A Day in The Country

A quite weekend. What could go wrong?

Dr. Watson has been invited to the country estate of his war friend, William Ashby, Esquire. The invitation has also been extended to the new investigators taking up cases out of Baker Street. A quite weekend in the country sounds like fun to Meredith Cunningham and she drags along her uncle, Sir Bartholomew Alexander Kensington III to join her.

Constable's Report

Late Friday evening the carriage driver from the estate of William Ashby, Esquire, contacted me. He informed me that William Ashby had been murdered in his bed by the stable boy Harland.  Margret, William’s wife and Michael, his young cousin, had wisely sent for me straight away.

I, of course, made haste and went with said driver to the estate where the crime, most heinous, had occurred.

Upon my arrival I was shown to a location outside the home where a ladder rested against a chimney. Two persons,  a young female and older male, from London, amateur sleuths, had already walked all over the crime scene both inside and out. They had even tainted testimony of witnesses by asking leading questions, putting certain ideas into the witnesses’ heads about who the culprit could be.

I, of course, being the professional I am looked at all of the evidence without any preconceived ideas and sought first to clear the name of the stable boy, Harland.  I found it convenient that so much evidence pointed directly at him. I took the older male with me, a Sir Kensington, to keep him out of trouble. Being of the upper class I hoped he would leave this to the professionals. I found him very opinionated and gruff for one of the upper class. The young lady, a Miss Cunningham, remained at the estate. I felt the more delicate of the sexes was most likely to stay out of trouble without her man there to egg on her meddlesome ways.

I found Harland exactly where I knew he would be and after questioning him and his parents locked him up, for his own safety, until I could apprehend the real culprit. He did say that he had seen young Michael and Lady Margret share an embrace once that was one of lovers more than one of cousin-in-laws.

I returned to the estate with the loquacious Sir Kensington to continue the investigation.

I “enlisted the aid” of Sir Kensington and the young Miss Cunningham, so I could keep an eye on them. I found that the gardener had seen young Michael Ashby on the roof at the chimney yelling into it at approximately 7:45PM.  This was when Lady Ashby was at the door to the victim’s room talking to him through the door. It should be noted at this point that said chimney leads to William Ashby’s room. It had previously been stated from the amateur detective duo that the room key found in Ashby’s hand was the only key to his room and that the door was locked leaving no one able to enter. This is why I found the door kicked in when I arrived.

I felt that some things in the story were not adding up and searched Lady Ashby’s room and found another key to William Ashby’s room. When I confronted Michael and Margret Ashby with the evidence of what I knew to be their plot to kill William, take his money and continue their most scandalous affair they immediately broke down and confessed.

I arrested both and released young Harland, knowing that he would now be safe that the two culprits could cause no further harm.

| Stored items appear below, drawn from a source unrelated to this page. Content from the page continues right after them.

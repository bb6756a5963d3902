//! Cooperative cancellation.

use std::sync::Arc;
use std::sync::atomic::{AtomicBool, Ordering};

/// A shared flag checked between repair iterations and between scenarios.
///
/// Clones share the same flag.
#[derive(Debug, Clone, Default)]
pub struct CancelFlag(Arc<AtomicBool>);

impl CancelFlag {
    pub fn new() -> Self {
        Self::default()
    }

    /// Request cancellation. Work already finished is not undone.
    pub fn cancel(&self) {
        self.0.store(true, Ordering::Relaxed);
    }

    pub fn is_cancelled(&self) -> bool {
        self.0.load(Ordering::Relaxed)
    }
}
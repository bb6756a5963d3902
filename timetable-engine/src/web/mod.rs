//! Web layer for the timetable engine.
//!
//! A thin JSON adapter over conflict detection, schedule repair and
//! scenario evaluation.

mod dto;
mod routes;
mod state;

pub use dto::*;
pub use routes::{AppError, create_router};
pub use state::AppState;
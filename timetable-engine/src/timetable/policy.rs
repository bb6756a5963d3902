//! How missing dwell durations are handled.

use serde::{Deserialize, Serialize};

use crate::domain::EventKind;

/// Default platform time after an arrival, in seconds.
pub const DEFAULT_ARRIVAL_DWELL_SEC: u32 = 300;

/// Default platform time before a departure, in seconds.
pub const DEFAULT_DEPARTURE_DWELL_SEC: u32 = 120;

/// Policy for event records that carry no dwell duration.
#[derive(Debug, Clone, Copy, PartialEq, Eq, Serialize, Deserialize)]
#[serde(tag = "policy", rename_all = "snake_case")]
pub enum DwellPolicy {
    /// A missing dwell rejects the timetable.
    Require,
    /// A missing dwell is filled with a per-kind default.
    Default { arrival_sec: u32, departure_sec: u32 },
}

impl DwellPolicy {
    /// Resolve the dwell for an event, or `None` if the policy rejects it.
    pub fn resolve(&self, kind: EventKind, given: Option<u32>) -> Option<u32> {
        match (given, self) {
            (Some(dwell), _) => Some(dwell),
            (None, DwellPolicy::Require) => None,
            (None, DwellPolicy::Default { arrival_sec, .. }) if kind == EventKind::Arrival => {
                Some(*arrival_sec)
            }
            (None, DwellPolicy::Default { departure_sec, .. }) => Some(*departure_sec),
        }
    }
}

impl Default for DwellPolicy {
    fn default() -> Self {
        DwellPolicy::Default {
            arrival_sec: DEFAULT_ARRIVAL_DWELL_SEC,
            departure_sec: DEFAULT_DEPARTURE_DWELL_SEC,
        }
    }
}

With your approval, I will share this report of my methods with the two amateur detectives from London hoping that in the future they may be of more help to the professionals that have dedicated their lives to the pursuit of justice.

Your Most Loyal Servant.

Comments

These recent adventures in amateur sleuthing with my dear niece Meredith are certainly leading to validating certain realities of this world.

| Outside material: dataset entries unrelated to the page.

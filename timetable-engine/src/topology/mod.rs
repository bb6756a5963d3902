//! Network topology: stations, platforms and directed segments.
//!
//! The graph is loaded once per process and never mutated afterwards.

mod error;
mod graph;
mod network;

pub use error::TopologyError;
pub use graph::TopologyGraph;
pub use network::{NetworkDocument, Platform, Segment, Station};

This most recent adventure brought to light a famous saying of the late Mr. Holmes: When you have eliminated the impossible, whatever remains, however improbable, must be the truth.

It also brings to mind a universal truth that I have seen demonstrated all the world over in my extensive travels: Never attribute to malice that which is adequately explained by stupidity.

I could have sworn that village idiot of a constable was on the take… No, he was really just that stupid.

Just when you think you have seen the biggest idiot in the world. leave it to the world to invent a better idiot.

Never argue with an idiot. They will drag you down to their level and beat you with experience.

The difference between genius and stupidity is that genius has limits.

Egotism is the anesthetic that dulls the pain of stupidity.

I am patient with stupidity but not with those who are proud of it.